The Python script below can extract data from any of the reporting APIs and save that data into JSON files or a SQL database. The script also provides a useful foundation to extend for other custom data extraction needs.
This script is intended to be used with the password authentication flow or the refresh token flow.
Before You Begin
Python and pip setup
In order to run this script you will need Python installed on your machine. We recommend using Python 3.7.1 or later, but the script will also work with Python 2.7.x.
You can download the latest version of python here.
In addition to Python, we strongly recommend you have pip, the Python package manager. If you have Python 3.7.1 or later, pip comes with your Python install. If you are using an older 2.7 version of Python, you may need to manually install pip from https://pypi.org/project/pip/
We also recommend occasionally updating pip using python -m pip install --upgrade pip
Installing dependencies
Once you have Python and pip installed on your machine, you should make sure you have all of the necessary dependencies installed. If you are using Python 3, many of these are already included, if you are using Python 2, you will need to install several manually.
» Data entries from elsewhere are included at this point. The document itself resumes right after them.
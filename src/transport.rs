//! HTTP transport boundary.
//!
//! The executors drive requests through these traits, so the whole request
//! loop can be exercised with scripted transports in tests. The production
//! implementations route through reqwest with one client per proxy, cached
//! in an LRU [`ClientPool`]; each client embeds the proxy URL (credentials
//! percent-encoded in the userinfo component), transport timeouts, the TLS
//! verification toggle, the redirect policy, and connection pool limits.

use crate::client_pool::{ClientPool, DEFAULT_CLIENT_POOL_CAPACITY};
use crate::proxy::Proxy;
use async_trait::async_trait;
use reqwest::header::HeaderMap;
use reqwest::{Method, StatusCode};
use serde::de::DeserializeOwned;
use std::io;
use std::time::Duration;
use thiserror::Error;
use uuid::Uuid;

/// One outbound HTTP attempt.
#[derive(Debug, Clone)]
pub struct TransportRequest {
    pub method: Method,
    pub url: String,
    pub headers: HeaderMap,
    pub body: Option<Vec<u8>>,
    /// Per-attempt timeout override; the client default applies otherwise.
    pub timeout: Option<Duration>,
}

impl TransportRequest {
    pub fn new(method: Method, url: impl Into<String>) -> Self {
        Self { method, url: url.into(), headers: HeaderMap::new(), body: None, timeout: None }
    }
}

/// A fully read HTTP response.
#[derive(Debug, Clone)]
pub struct TransportResponse {
    pub status: StatusCode,
    pub headers: HeaderMap,
    pub body: Vec<u8>,
    pub url: String,
}

impl TransportResponse {
    pub fn text(&self) -> String {
        String::from_utf8_lossy(&self.body).into_owned()
    }

    pub fn json<T: DeserializeOwned>(&self) -> Result<T, serde_json::Error> {
        serde_json::from_slice(&self.body)
    }
}

/// Failure classification at the transport boundary.
///
/// The first six kinds are the transient family and are retryable; the rest
/// surface immediately as non-retryable.
#[derive(Debug, Clone, Copy, PartialEq, Eq)]
pub enum TransportErrorKind {
    Connect,
    Dns,
    Reset,
    TimedOut,
    PoolTimeout,
    Network,
    InvalidRequest,
    Body,
    Decode,
    Other,
}

impl TransportErrorKind {
    pub fn is_retryable(&self) -> bool {
        matches!(
            self,
            TransportErrorKind::Connect
                | TransportErrorKind::Dns
                | TransportErrorKind::Reset
                | TransportErrorKind::TimedOut
                | TransportErrorKind::PoolTimeout
                | TransportErrorKind::Network
        )
    }
}

/// Transport-level error with its classification attached.
#[derive(Debug, Error)]
#[error("{message}")]
pub struct TransportError {
    pub kind: TransportErrorKind,
    message: String,
    #[source]
    source: Option<Box<dyn std::error::Error + Send + Sync>>,
}

impl TransportError {
    pub fn new(kind: TransportErrorKind, message: impl Into<String>) -> Self {
        Self { kind, message: message.into(), source: None }
    }

    pub fn with_source(
        kind: TransportErrorKind,
        message: impl Into<String>,
        source: impl std::error::Error + Send + Sync + 'static,
    ) -> Self {
        Self { kind, message: message.into(), source: Some(Box::new(source)) }
    }

    pub fn is_retryable(&self) -> bool {
        self.kind.is_retryable()
    }
}

/// Async transport: one attempt through a specific proxy.
#[async_trait]
pub trait Transport: Send + Sync + std::fmt::Debug {
    async fn execute(
        &self,
        proxy: &Proxy,
        request: &TransportRequest,
    ) -> Result<TransportResponse, TransportError>;

    /// Drop any per-proxy client state (the proxy left the pool).
    async fn evict(&self, _proxy_id: Uuid) {}

    /// Release all held clients.
    async fn close(&self) {}
}

/// Blocking transport mirror.
pub trait BlockingTransport: Send + Sync + std::fmt::Debug {
    fn execute(
        &self,
        proxy: &Proxy,
        request: &TransportRequest,
    ) -> Result<TransportResponse, TransportError>;

    fn evict(&self, _proxy_id: Uuid) {}

    fn close(&self) {}
}

/// Per-proxy client construction settings.
#[derive(Debug, Clone)]
pub struct ClientSettings {
    pub connect_timeout: Option<Duration>,
    pub request_timeout: Duration,
    pub verify_tls: bool,
    pub follow_redirects: bool,
    pub max_redirects: usize,
    pub pool_max_idle_per_proxy: usize,
    pub pool_idle_timeout: Option<Duration>,
}

impl Default for ClientSettings {
    fn default() -> Self {
        Self {
            connect_timeout: Some(Duration::from_secs(10)),
            request_timeout: Duration::from_secs(30),
            verify_tls: true,
            follow_redirects: true,
            max_redirects: 10,
            pool_max_idle_per_proxy: 8,
            pool_idle_timeout: Some(Duration::from_secs(90)),
        }
    }
}

/// Production async transport backed by reqwest.
#[derive(Debug)]
pub struct ReqwestTransport {
    settings: ClientSettings,
    clients: ClientPool<reqwest::Client>,
}

impl ReqwestTransport {
    pub fn new(settings: ClientSettings) -> Self {
        Self::with_capacity(settings, DEFAULT_CLIENT_POOL_CAPACITY)
    }

    pub fn with_capacity(settings: ClientSettings, client_pool_capacity: usize) -> Self {
        Self { settings, clients: ClientPool::new(client_pool_capacity) }
    }

    pub fn cached_clients(&self) -> usize {
        self.clients.len()
    }

    fn build_client(&self, proxy: &Proxy) -> Result<reqwest::Client, TransportError> {
        let upstream = reqwest::Proxy::all(proxy.transport_url()).map_err(|e| {
            TransportError::with_source(
                TransportErrorKind::InvalidRequest,
                format!("invalid proxy URL for {}", proxy.masked_url()),
                e,
            )
        })?;

        let mut builder = reqwest::Client::builder()
            .proxy(upstream)
            .timeout(self.settings.request_timeout)
            .pool_max_idle_per_host(self.settings.pool_max_idle_per_proxy)
            .redirect(redirect_policy(&self.settings));
        if let Some(connect_timeout) = self.settings.connect_timeout {
            builder = builder.connect_timeout(connect_timeout);
        }
        if let Some(idle) = self.settings.pool_idle_timeout {
            builder = builder.pool_idle_timeout(idle);
        }
        if !self.settings.verify_tls {
            builder = builder.danger_accept_invalid_certs(true);
        }

        builder.build().map_err(|e| {
            TransportError::with_source(
                TransportErrorKind::InvalidRequest,
                format!("failed to build client for {}", proxy.masked_url()),
                e,
            )
        })
    }
}

#[async_trait]
impl Transport for ReqwestTransport {
    async fn execute(
        &self,
        proxy: &Proxy,
        request: &TransportRequest,
    ) -> Result<TransportResponse, TransportError> {
        let client = self.clients.get_or_try_create(proxy.id, || self.build_client(proxy))?;

        let mut pending = client
            .request(request.method.clone(), request.url.as_str())
            .headers(request.headers.clone());
        if let Some(body) = &request.body {
            pending = pending.body(body.clone());
        }
        if let Some(timeout) = request.timeout {
            pending = pending.timeout(timeout);
        }

        let response = pending.send().await.map_err(classify_reqwest)?;
        let status = response.status();
        let headers = response.headers().clone();
        let url = response.url().to_string();
        let body = response.bytes().await.map_err(classify_reqwest)?.to_vec();

        Ok(TransportResponse { status, headers, body, url })
    }

    async fn evict(&self, proxy_id: Uuid) {
        self.clients.remove(proxy_id);
    }

    async fn close(&self) {
        let closed = self.clients.clear();
        tracing::debug!(closed, "closed pooled clients");
    }
}

/// Production blocking transport backed by `reqwest::blocking`.
#[derive(Debug)]
pub struct BlockingReqwestTransport {
    settings: ClientSettings,
    clients: ClientPool<reqwest::blocking::Client>,
}

impl BlockingReqwestTransport {
    pub fn new(settings: ClientSettings) -> Self {
        Self::with_capacity(settings, DEFAULT_CLIENT_POOL_CAPACITY)
    }

    pub fn with_capacity(settings: ClientSettings, client_pool_capacity: usize) -> Self {
        Self { settings, clients: ClientPool::new(client_pool_capacity) }
    }

    fn build_client(&self, proxy: &Proxy) -> Result<reqwest::blocking::Client, TransportError> {
        let upstream = reqwest::Proxy::all(proxy.transport_url()).map_err(|e| {
            TransportError::with_source(
                TransportErrorKind::InvalidRequest,
                format!("invalid proxy URL for {}", proxy.masked_url()),
                e,
            )
        })?;

        let mut builder = reqwest::blocking::Client::builder()
            .proxy(upstream)
            .timeout(self.settings.request_timeout)
            .pool_max_idle_per_host(self.settings.pool_max_idle_per_proxy)
            .redirect(redirect_policy(&self.settings));
        if let Some(connect_timeout) = self.settings.connect_timeout {
            builder = builder.connect_timeout(connect_timeout);
        }
        if let Some(idle) = self.settings.pool_idle_timeout {
            builder = builder.pool_idle_timeout(idle);
        }
        if !self.settings.verify_tls {
            builder = builder.danger_accept_invalid_certs(true);
        }

        builder.build().map_err(|e| {
            TransportError::with_source(
                TransportErrorKind::InvalidRequest,
                format!("failed to build client for {}", proxy.masked_url()),
                e,
            )
        })
    }
}

impl BlockingTransport for BlockingReqwestTransport {
    fn execute(
        &self,
        proxy: &Proxy,
        request: &TransportRequest,
    ) -> Result<TransportResponse, TransportError> {
        let client = self.clients.get_or_try_create(proxy.id, || self.build_client(proxy))?;

        let mut pending = client
            .request(request.method.clone(), request.url.as_str())
            .headers(request.headers.clone());
        if let Some(body) = &request.body {
            pending = pending.body(body.clone());
        }
        if let Some(timeout) = request.timeout {
            pending = pending.timeout(timeout);
        }

        let response = pending.send().map_err(classify_reqwest)?;
        let status = response.status();
        let headers = response.headers().clone();
        let url = response.url().to_string();
        let body = response.bytes().map_err(classify_reqwest)?.to_vec();

        Ok(TransportResponse { status, headers, body, url })
    }

    fn evict(&self, proxy_id: Uuid) {
        self.clients.remove(proxy_id);
    }

    fn close(&self) {
        let closed = self.clients.clear();
        tracing::debug!(closed, "closed pooled clients");
    }
}

fn redirect_policy(settings: &ClientSettings) -> reqwest::redirect::Policy {
    if settings.follow_redirects {
        reqwest::redirect::Policy::limited(settings.max_redirects)
    } else {
        reqwest::redirect::Policy::none()
    }
}

fn classify_reqwest(error: reqwest::Error) -> TransportError {
    let kind = reqwest_error_kind(&error);
    let message = error.to_string();
    TransportError { kind, message, source: Some(Box::new(error)) }
}

fn reqwest_error_kind(error: &reqwest::Error) -> TransportErrorKind {
    if error.is_timeout() {
        return TransportErrorKind::TimedOut;
    }
    if error.is_builder() {
        return TransportErrorKind::InvalidRequest;
    }
    if error.is_redirect() {
        return TransportErrorKind::Other;
    }
    if error.is_decode() {
        return TransportErrorKind::Decode;
    }
    if error.is_body() {
        return TransportErrorKind::Body;
    }
    if error.is_connect() {
        return if mentions_dns(error) { TransportErrorKind::Dns } else { TransportErrorKind::Connect };
    }
    match source_io_kind(error) {
        Some(io::ErrorKind::ConnectionRefused) => TransportErrorKind::Connect,
        Some(
            io::ErrorKind::ConnectionReset
            | io::ErrorKind::ConnectionAborted
            | io::ErrorKind::BrokenPipe,
        ) => TransportErrorKind::Reset,
        Some(io::ErrorKind::TimedOut) => TransportErrorKind::TimedOut,
        Some(_) | None => TransportErrorKind::Network,
    }
}

fn mentions_dns(error: &(dyn std::error::Error + 'static)) -> bool {
    let mut current: Option<&(dyn std::error::Error + 'static)> = Some(error);
    while let Some(err) = current {
        let rendered = err.to_string().to_ascii_lowercase();
        if rendered.contains("dns") || rendered.contains("failed to lookup") {
            return true;
        }
        current = err.source();
    }
    false
}

fn source_io_kind(error: &(dyn std::error::Error + 'static)) -> Option<io::ErrorKind> {
    let mut current: Option<&(dyn std::error::Error + 'static)> = Some(error);
    while let Some(err) = current {
        if let Some(io_error) = err.downcast_ref::<io::Error>() {
            return Some(io_error.kind());
        }
        current = err.source();
    }
    None
}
For Python 3, run the following:
pip install pymssql
For Python 2, run the following:
pip install pymssql
pip install urllib
pip install json
pip install argparse
Usage
This script has a set of constants which need to be added directly to the script as described in the table below
Constant | Description |
---|---|
TENANT | The name of your tenant. If your Seismic url is acme.seismic.com, then acme is your tenant. |
CLIENT_ID | Your client_id for a password flow client. See Get Started for more info. |
CLIENT_SECRET | Your client_secret for a password flow client. See Get Started for more info. |
TENANT_USERNAME | The username of a user in your tenant you will use to run the APIs |
TENANT_PASSWORD | The direct login password for the user (note, this is not the same as the SSO password). This user typically requires direct login privileges in the tenant. Contact your customer success team for assistance if needed. |
REFRESH_TOKEN | If you would like to use a refresh token flow rather than password flow, provide your refresh token here. Note, you will need a multi-use refresh token. Leave this field blank if you want to use password flow. |
SQL_SERVER | The host for your SQL server if you want to replicate the data to a SQL server. Note, this script assumes the destination is a Microsoft SQL server using port 1433, although the script can easily be modified for use with other forms of SQL servers. |
SQL_DB | The name of the database to add tables to |
SQL_USERNAME | The username of the user in the SQL server |
SQL_PASSWORD | The password of the user in the SQL server |
Once these constants are added to the Python script, the script can be executed from the command line in a tool such as Windows PowerShell.
The typical way to run the script would be to run to following command python myscriptname.py --all --json
which will place all reports into your local folder in JSON format.
We also support the following arguments if you would like a bit more control over what the script runs
Command Line Argument | Description |
---|---|
-r or --reports | A comma separated list of reports to run from any of the reports listed on in the reporting APIs. This option should not be used if --all is used. |
--all | Runs all reports and saves the data to individual JSON or SQL tables |
-s or --startdate | The start date for the report such as 2017-01-01. Exclude this parameter if you want all data for the reports. |
-e or --enddate | The enddate for the report such as 2019-01-01. Exclude this parameter if you want all data for the reports. |
--sql | Include this parameter if you want data exported to SQL |
--json | Include this parameter if you want data exported to JSON |
--csv | Include this parameter if you want data exported to CSV |
--prefix | Optional prefix to add to JSON filename or SQL table names |
Script
- The main() function has the primary functional code for the script taking in arguments, authenticating, calling the APIs and saving the data to JSON and SQL.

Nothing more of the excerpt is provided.